■ **Source records**
mod common;
use common::{check_err, run_int, run_str};

#[test]
fn static_method_call() {
    let src = "class Math {\n\
                   static fun square(n: int): int { return n * n }\n\
               }\n\
               fun main(): int { return Math.square(9) }";
    assert_eq!(run_int(src), 81);
}

#[test]
fn instance_method_on_a_constructed_instance() {
    let src = "class Greeter {\n\
                   fun greet(name: string): string { return \"hi \" + name }\n\
               }\n\
               fun main(): string { var g = Greeter {}; return g.greet(\"there\") }";
    assert_eq!(run_str(src), "hi there");
}

#[test]
fn static_factory_returning_an_instance() {
    let src = "class Counter {\n\
                   static fun fresh(): Counter { return Counter {} }\n\
                   fun bumped(n: int): int { return n + 1 }\n\
               }\n\
               fun main(): int { var c = Counter.fresh(); return c.bumped(41) }";
    assert_eq!(run_int(src), 42);
}

#[test]
fn methods_read_receiver_state_through_this() {
    let src = "class Box {\n\
                   static fun of(v: int): Box { var b = Box {}; b.value = v; return b }\n\
                   fun get(): int { return this.value }\n\
               }\n\
               fun main(): int { var b = Box.of(7); return b.get() }";
    assert_eq!(run_int(src), 7);
}

#[test]
fn methods_can_mutate_receiver_state() {
    let src = "class Box {\n\
                   static fun of(v: int): Box { var b = Box {}; b.value = v; return b }\n\
                   fun bump(): int { this.value = this.value + 1; return this.value }\n\
               }\n\
               fun main(): int { var b = Box.of(10); b.bump(); return b.bump() }";
    assert_eq!(run_int(src), 12);
}

#[test]
fn two_classes_do_not_share_method_tables() {
    let src = "class A { static fun tag(): int { return 1 } }\n\
               class B { static fun tag(): int { return 2 } }\n\
               fun main(): int { return A.tag() * 10 + B.tag() }";
    assert_eq!(run_int(src), 12);
}

#[test]
fn calling_a_static_method_on_an_instance_is_rejected() {
    let src = "class Math { static fun two(): int { return 2 } }\n\
               fun main(): int { var m = Math {}; return m.two() }";
    let msg = check_err(src);
    assert!(msg.contains("is static"), "got: {msg}");
}

#[test]
fn calling_an_instance_method_on_the_class_is_rejected() {
    let src = "class Greeter { fun hello(): string { return \"hi\" } }\n\
               fun main(): string { return Greeter.hello() }";
    let msg = check_err(src);
    assert!(msg.contains("not static"), "got: {msg}");
}

#[test]
fn unknown_method_rejected() {
    let src = "class Empty { }\n\
               fun main(): int { return Empty.nope() }";
    let msg = check_err(src);
    assert!(msg.contains("unknown method 'nope'"), "got: {msg}");
}

#[test]
fn class_methods_calling_other_statics() {
    let src = "class Fib {\n\
                   static fun at(n: int): int {\n\
                       if (n <= 1) { return n }\n\
                       return Fib.at(n - 1) + Fib.at(n - 2)\n\
                   }\n\
               }\n\
               fun main(): int { return Fib.at(10) }";
    assert_eq!(run_int(src), 55);
}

■ **Exercise aim**
Take the line above containing "b = Box.of(7);", the line containing "fun bump(): int", and all lines in between, and copy them exactly without anything else.

■ **Response to this exercise**
               fun main(): int { var b = Box.of(7); return b.get() }";
    assert_eq!(run_int(src), 7);
}

#[test]
fn methods_can_mutate_receiver_state() {
    let src = "class Box {\n\
                   static fun of(v: int): Box { var b = Box {}; b.value = v; return b }\n\
                   fun bump(): int { this.value = this.value + 1; return this.value }\n\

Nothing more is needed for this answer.